### Items from a data source
//! Client fetch boundary.
//!
//! GET reads respect the server cache; POST is used for forced re-reads and
//! for creates; PUT and DELETE for the other mutations.

use async_trait::async_trait;
use reqwest::Method;
use serde_json::Value;
use url::Url;

use crate::error::FetchError;

// == Fetcher ==
/// Sends a request to an endpoint and returns the unwrapped response data.
#[async_trait]
pub trait Fetcher: Send + Sync {
    async fn request(
        &self,
        method: Method,
        endpoint: &str,
        body: Option<Value>,
    ) -> Result<Value, FetchError>;

    /// Cache-respecting read.
    async fn get(&self, endpoint: &str) -> Result<Value, FetchError> {
        self.request(Method::GET, endpoint, None).await
    }

    async fn post(&self, endpoint: &str, body: Option<Value>) -> Result<Value, FetchError> {
        self.request(Method::POST, endpoint, body).await
    }
}

// == HTTP Fetcher ==
/// [`Fetcher`] over HTTP that understands the server's response envelope.
#[derive(Debug, Clone)]
pub struct HttpFetcher {
    client: reqwest::Client,
    base_url: Url,
}

impl HttpFetcher {
    /// Creates a fetcher resolving endpoints against `base_url`.
    pub fn new(base_url: &str) -> Result<Self, FetchError> {
        Self::with_client(reqwest::Client::new(), base_url)
    }

    pub fn with_client(client: reqwest::Client, base_url: &str) -> Result<Self, FetchError> {
        let mut base_url =
            Url::parse(base_url).map_err(|err| FetchError::Transport(err.to_string()))?;
        if !base_url.path().ends_with('/') {
            let path = format!("{}/", base_url.path());
            base_url.set_path(&path);
        }
        Ok(Self { client, base_url })
    }

    pub fn base_url(&self) -> &Url {
        &self.base_url
    }

    fn resolve(&self, endpoint: &str) -> Result<Url, FetchError> {
        self.base_url
            .join(endpoint.trim_start_matches('/'))
            .map_err(|err| FetchError::Transport(err.to_string()))
    }
}

#[async_trait]
impl Fetcher for HttpFetcher {
    async fn request(
        &self,
        method: Method,
        endpoint: &str,
        body: Option<Value>,
    ) -> Result<Value, FetchError> {
        let url = self.resolve(endpoint)?;
        let mut request = self.client.request(method, url);
        if let Some(body) = body {
            request = request.json(&body);
        }

        let response = request.send().await?;
        let status = response.status();
        let bytes = response.bytes().await?;

        if !status.is_success() {
            return Err(FetchError::Status {
                status: status.as_u16(),
                message: error_message(&bytes),
            });
        }

        let body: Value =
            serde_json::from_slice(&bytes).map_err(|err| FetchError::Decode(err.to_string()))?;
        unwrap_envelope(body)
    }
}

/// Extracts `data` from `{ success: true, data }`. Bodies without the
/// envelope are returned whole.
pub fn unwrap_envelope(body: Value) -> Result<Value, FetchError> {
    match body {
        Value::Object(mut fields) => match fields.get("success").and_then(Value::as_bool) {
            Some(true) => Ok(fields.remove("data").unwrap_or(Value::Null)),
            Some(false) => Err(FetchError::Decode(
                fields
                    .get("error")
                    .and_then(Value::as_str)
                    .unwrap_or("request reported failure")
                    .to_string(),
            )),
            None => Ok(Value::Object(fields)),
        },
        other => Ok(other),
    }
}

fn error_message(bytes: &[u8]) -> String {
    serde_json::from_slice::<Value>(bytes)
        .ok()
        .and_then(|body| body.get("error").and_then(Value::as_str).map(str::to_string))
        .unwrap_or_else(|| String::from_utf8_lossy(bytes).into_owned())
}

#[cfg(test)]
mod tests {
    use super::*;
    use serde_json::json;

    #[test]
    fn test_unwrap_envelope() {
        assert_eq!(
            unwrap_envelope(json!({"success": true, "data": [1], "cached": true})),
            Ok(json!([1]))
        );
        assert_eq!(unwrap_envelope(json!({"status": "ok"})), Ok(json!({"status": "ok"})));
        assert!(matches!(
            unwrap_envelope(json!({"success": false, "error": "nope"})),
            Err(FetchError::Decode(msg)) if msg == "nope"
        ));
    }

    #[test]
    fn test_error_message_prefers_envelope() {
        assert_eq!(error_message(br#"{"success":false,"error":"items/1 not found"}"#), "items/1 not found");
        assert_eq!(error_message(b"Bad Gateway"), "Bad Gateway");
    }

    #[test]
    fn test_resolve_keeps_base_path() {
        let fetcher = HttpFetcher::new("http://localhost:3000/v1").unwrap();
        assert_eq!(
            fetcher.resolve("/api/items").unwrap().as_str(),
            "http://localhost:3000/v1/api/items"
        );
        assert_eq!(
            fetcher.resolve("api/items?force=true").unwrap().as_str(),
            "http://localhost:3000/v1/api/items?force=true"
        );
    }

    #[test]
    fn test_invalid_base_url() {
        assert!(matches!(
            HttpFetcher::new("not a url"),
            Err(FetchError::Transport(_))
        ));
    }
}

### Task instructions
A verbatim transcription is needed of the lines above, starting at the line with "use reqwest::Method;" and ending at the line with "#[derive(Debug, Clone)]", both included, and of nothing else.

### Exercise result
use reqwest::Method;
use serde_json::Value;
use url::Url;

use crate::error::FetchError;

// == Fetcher ==
/// Sends a request to an endpoint and returns the unwrapped response data.
#[async_trait]
pub trait Fetcher: Send + Sync {
    async fn request(
        &self,
        method: Method,
        endpoint: &str,
        body: Option<Value>,
    ) -> Result<Value, FetchError>;

    /// Cache-respecting read.
    async fn get(&self, endpoint: &str) -> Result<Value, FetchError> {
        self.request(Method::GET, endpoint, None).await
    }

    async fn post(&self, endpoint: &str, body: Option<Value>) -> Result<Value, FetchError> {
        self.request(Method::POST, endpoint, body).await
    }
}

// == HTTP Fetcher ==
/// [`Fetcher`] over HTTP that understands the server's response envelope.
#[derive(Debug, Clone)]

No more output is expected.